The idea of a physician EMR Tea Party is quite interesting. I have seen a number of doctors like Dr. Borges that are leaving Medicare to avoid the meaningful use requirements. I’ve also seen that pretty much every doctor I’ve ever talked to would love to stop taking Medicare. However, I’ve also seen that a large majority of doctors don’t have that option because so much of their patient population is on Medicare. Plus, some percentage of those doctors don’t want to leave Medicare patients high and dry.
With this in mind, I’m not quite seeing the leave Medicare Tea Party getting that much momentum. However, I am seeing an EMR Tea Party that is swelling among doctors that want their EMR software to improve productivity, improve patient care, and allow them to be doctors instead of data entry clerks. This growing movement is much more powerful.
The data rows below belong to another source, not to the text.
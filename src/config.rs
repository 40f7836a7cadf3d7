use std::env;
use std::str::FromStr;
use std::time::Duration;

use crate::error::ConfigError;

pub const DEFAULT_BASE_URL: &str = "https://hn.algolia.com/api/v1";
pub const DEFAULT_QUERY: &str = "redux";
pub const DEFAULT_HITS_PER_PAGE: u32 = 100;
pub const DEFAULT_TIMEOUT_SECS: u64 = 30;

/// Application configuration loaded from environment variables.
#[derive(Debug, Clone, PartialEq, Eq)]
pub struct Config {
    pub base_url: String,
    pub default_query: String,
    pub hits_per_page: u32,
    pub timeout: Duration,
}

impl Default for Config {
    fn default() -> Self {
        Self {
            base_url: DEFAULT_BASE_URL.to_string(),
            default_query: DEFAULT_QUERY.to_string(),
            hits_per_page: DEFAULT_HITS_PER_PAGE,
            timeout: Duration::from_secs(DEFAULT_TIMEOUT_SECS),
        }
    }
}

impl Config {
    /// Reads `.env` if present, then the `HN_SEARCH_*` variables. Anything
    /// unset falls back to the defaults.
    pub fn from_env() -> Result<Self, ConfigError> {
        dotenvy::dotenv().ok();
        Self::from_lookup(|name| env::var(name).ok())
    }

    pub(crate) fn from_lookup<F>(lookup: F) -> Result<Self, ConfigError>
    where
        F: Fn(&str) -> Option<String>,
    {
        let defaults = Self::default();

        let base_url = lookup("HN_SEARCH_BASE_URL")
            .map(|url| url.trim_end_matches('/').to_string())
            .unwrap_or(defaults.base_url);
        let default_query = lookup("HN_SEARCH_DEFAULT_QUERY").unwrap_or(defaults.default_query);
        let hits_per_page = parse_var(&lookup, "HN_SEARCH_HITS_PER_PAGE")?
            .unwrap_or(defaults.hits_per_page);
        let timeout = parse_var::<u64, _>(&lookup, "HN_SEARCH_TIMEOUT_SECS")?
            .map(Duration::from_secs)
            .unwrap_or(defaults.timeout);

        if hits_per_page == 0 {
            return Err(ConfigError::Invalid {
                name: "HN_SEARCH_HITS_PER_PAGE",
                reason: "must be at least 1".to_string(),
            });
        }

        Ok(Self {
            base_url,
            default_query,
            hits_per_page,
            timeout,
        })
    }
}

fn parse_var<T, F>(lookup: &F, name: &'static str) -> Result<Option<T>, ConfigError>
where
    T: FromStr,
    T::Err: std::fmt::Display,
    F: Fn(&str) -> Option<String>,
{
    match lookup(name) {
        Some(raw) => raw
            .trim()
            .parse()
            .map(Some)
            .map_err(|e: T::Err| ConfigError::Invalid {
                name,
                reason: format!("{raw:?}: {e}"),
            }),
        None => Ok(None),
    }
}
use crate::models::Hit;

/// Returns `hits` without the first hit whose id equals `hit_id`.
///
/// Later hits sharing the id stay put: pages are merged without
/// deduplication and each dismissal accounts for exactly one row.
pub fn without_first(hits: &[Hit], hit_id: &str) -> Vec<Hit> {
    let mut remaining = hits.to_vec();
    if let Some(pos) = remaining.iter().position(|hit| hit.id == hit_id) {
        remaining.remove(pos);
    }
    remaining
}
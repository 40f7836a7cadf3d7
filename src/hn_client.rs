use reqwest::blocking::Client;
use tracing::debug;

use crate::config::Config;
use crate::error::FetchError;
use crate::models::{PageResult, SearchResponse};

/// Anything that can fetch one page of results for a search term.
///
/// Called from worker threads, so implementations must be shareable.
pub trait SearchBackend: Send + Sync {
    fn search(&self, key: &str, page: u32) -> Result<PageResult, FetchError>;
}

pub struct HackerNewsClient {
    client: Client,
    base_url: String,
    hits_per_page: u32,
}

impl HackerNewsClient {
    pub fn new(config: &Config) -> Result<Self, FetchError> {
        let client = Client::builder()
            .timeout(config.timeout)
            .user_agent(concat!("hn-search/", env!("CARGO_PKG_VERSION")))
            .build()?;

        Ok(Self {
            client,
            base_url: config.base_url.clone(),
            hits_per_page: config.hits_per_page,
        })
    }

    pub(crate) fn search_url(&self, key: &str, page: u32) -> String {
        format!(
            "{}/search?query={}&page={}&hitsPerPage={}",
            self.base_url,
            urlencoding::encode(key),
            page,
            self.hits_per_page
        )
    }
}

impl SearchBackend for HackerNewsClient {
    fn search(&self, key: &str, page: u32) -> Result<PageResult, FetchError> {
        let url = self.search_url(key, page);
        debug!(%url, "Requesting search page");

        let response = self.client.get(&url).send()?;

        let status = response.status();
        if !status.is_success() {
            let body = response.text().unwrap_or_default();
            return Err(FetchError::Status {
                status: status.as_u16(),
                body,
            });
        }

        let body = response.text()?;
        let parsed: SearchResponse = serde_json::from_str(&body)?;
        let result = parsed.into_page(key);

        debug!(key, page = result.page, hits = result.hits.len(), "Search page received");
        Ok(result)
    }
}

#[cfg(test)]
mod tests {
    use super::*;

    #[test]
    fn search_url_encodes_the_term() {
        let client = HackerNewsClient::new(&Config::default()).unwrap();
        assert_eq!(
            client.search_url("c++ & rust", 2),
            "https://hn.algolia.com/api/v1/search?query=c%2B%2B%20%26%20rust&page=2&hitsPerPage=100"
        );
    }
}
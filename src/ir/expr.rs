use super::{Expr, Method, Program, Type, Var};

#[derive(Clone, Copy, Debug, PartialEq, Eq, Hash)]
pub enum UnaryOp {
    Neg,
    Not,
}

#[derive(Clone, Copy, Debug, PartialEq, Eq, Hash)]
pub enum BinaryOp {
    Add,
    Sub,
    Mul,
    Div,
    Rem,
    Lt,
    Le,
    Gt,
    Ge,
    Eq,
    Ne,
    BitAnd,
    BitOr,
}

#[derive(Clone, Copy, Debug, PartialEq, Eq, Hash)]
pub enum IncrementOp {
    PreInc,
    PreDec,
    PostInc,
    PostDec,
}

impl UnaryOp {
    pub fn symbol(self) -> &'static str {
        match self {
            UnaryOp::Neg => "-",
            UnaryOp::Not => "!",
        }
    }
}

impl BinaryOp {
    pub fn symbol(self) -> &'static str {
        match self {
            BinaryOp::Add => "+",
            BinaryOp::Sub => "-",
            BinaryOp::Mul => "*",
            BinaryOp::Div => "/",
            BinaryOp::Rem => "%",
            BinaryOp::Lt => "<",
            BinaryOp::Le => "<=",
            BinaryOp::Gt => ">",
            BinaryOp::Ge => ">=",
            BinaryOp::Eq => "==",
            BinaryOp::Ne => "!=",
            BinaryOp::BitAnd => "&",
            BinaryOp::BitOr => "|",
        }
    }

    /// Java operator precedence; higher binds tighter.
    pub fn precedence(self) -> u8 {
        match self {
            BinaryOp::BitOr => 5,
            BinaryOp::BitAnd => 7,
            BinaryOp::Eq | BinaryOp::Ne => 8,
            BinaryOp::Lt | BinaryOp::Le | BinaryOp::Gt | BinaryOp::Ge => 9,
            BinaryOp::Add | BinaryOp::Sub => 11,
            BinaryOp::Mul | BinaryOp::Div | BinaryOp::Rem => 12,
        }
    }
}

#[derive(Clone, Debug, PartialEq, Eq, Hash)]
pub enum ExprDef {
    Int(i64),
    Bool(bool),
    Null,
    /// Read of a local, parameter or static field.
    VarRef(Var),
    /// `instance.field`
    FieldRef(Expr, Var),
    Unary(UnaryOp, Expr),
    Binary(BinaryOp, Expr, Expr),
    /// `lhs = rhs`; `lhs` is a `VarRef` or `FieldRef`.
    Assign(Expr, Expr),
    /// `lhs op= rhs`
    CompoundAssign(BinaryOp, Expr, Expr),
    /// `++lhs`, `lhs--`, ...
    Increment(IncrementOp, Expr),
    Call(Method, Option<Expr>, Vec<Expr>),
    /// `new C()`: allocation plus a constructor call.
    NewInstance(String),
    /// `new T[size]`
    NewArray(Type, Expr),
}

impl ExprDef {
    /// Visits direct operands in evaluation order.
    pub fn visit_operands<F: FnMut(Expr)>(&self, mut f: F) {
        match self {
            ExprDef::Int(_)
            | ExprDef::Bool(_)
            | ExprDef::Null
            | ExprDef::VarRef(_)
            | ExprDef::NewInstance(_) => {}
            &ExprDef::FieldRef(instance, _) => f(instance),
            &ExprDef::Unary(_, operand) => f(operand),
            &ExprDef::Binary(_, lhs, rhs)
            | &ExprDef::Assign(lhs, rhs)
            | &ExprDef::CompoundAssign(_, lhs, rhs) => {
                f(lhs);
                f(rhs);
            }
            &ExprDef::Increment(_, lhs) => f(lhs),
            ExprDef::Call(_, instance, args) => {
                if let Some(instance) = instance {
                    f(*instance);
                }
                for &arg in args {
                    f(arg);
                }
            }
            &ExprDef::NewArray(_, size) => f(size),
        }
    }

    pub fn update_operands<F: FnMut(&mut Expr)>(&mut self, mut f: F) {
        match self {
            ExprDef::Int(_)
            | ExprDef::Bool(_)
            | ExprDef::Null
            | ExprDef::VarRef(_)
            | ExprDef::NewInstance(_) => {}
            ExprDef::FieldRef(instance, _) => f(instance),
            ExprDef::Unary(_, operand) => f(operand),
            ExprDef::Binary(_, lhs, rhs)
            | ExprDef::Assign(lhs, rhs)
            | ExprDef::CompoundAssign(_, lhs, rhs) => {
                f(lhs);
                f(rhs);
            }
            ExprDef::Increment(_, lhs) => f(lhs),
            ExprDef::Call(_, instance, args) => {
                if let Some(instance) = instance {
                    f(instance);
                }
                for arg in args {
                    f(arg);
                }
            }
            ExprDef::NewArray(_, size) => f(size),
        }
    }

    pub fn is_allocation(&self) -> bool {
        matches!(self, ExprDef::NewInstance(_) | ExprDef::NewArray(..))
    }
}

impl Program {
    /// Pre-order walk over `expr` and all of its subexpressions.
    pub fn walk_expr<F: FnMut(Expr, &ExprDef)>(&self, expr: Expr, f: &mut F) {
        let def = &self.exprs[expr];
        f(expr, def);
        def.visit_operands(|operand| self.walk_expr(operand, f));
    }

    /// Does `expr` read or write `var` anywhere inside it?
    pub fn references_var(&self, expr: Expr, var: Var) -> bool {
        let mut found = false;
        self.walk_expr(expr, &mut |_, def| match def {
            &ExprDef::VarRef(v) | &ExprDef::FieldRef(_, v) if v == var => found = true,
            _ => {}
        });
        found
    }

    /// Does `expr` allocate anywhere inside it?
    pub fn contains_allocation(&self, expr: Expr) -> bool {
        let mut found = false;
        self.walk_expr(expr, &mut |_, def| found |= def.is_allocation());
        found
    }

    /// The variable written by an assignment target, if the target
    /// names one.
    pub fn lvalue_var(&self, lhs: Expr) -> Option<Var> {
        match self.exprs[lhs] {
            ExprDef::VarRef(var) | ExprDef::FieldRef(_, var) => Some(var),
            _ => None,
        }
    }
}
Meaningful use has a major impact (mostly negatively) on these desired EMR results. You might remember my post on the EHR Certification excuse as an example. I think this is also a reason why we have yet to see any private payers requiring EHR certification or meaningful use. They don’t want to anger doctors by requiring them to do many things which are unnatural to their current workflow and provide little value to the payer.
The real question is how big will this EMR Tea Party get over time. Not to mention, as more hospitals acquire ambulatory practices, will doctors have the influence they need to affect these changes?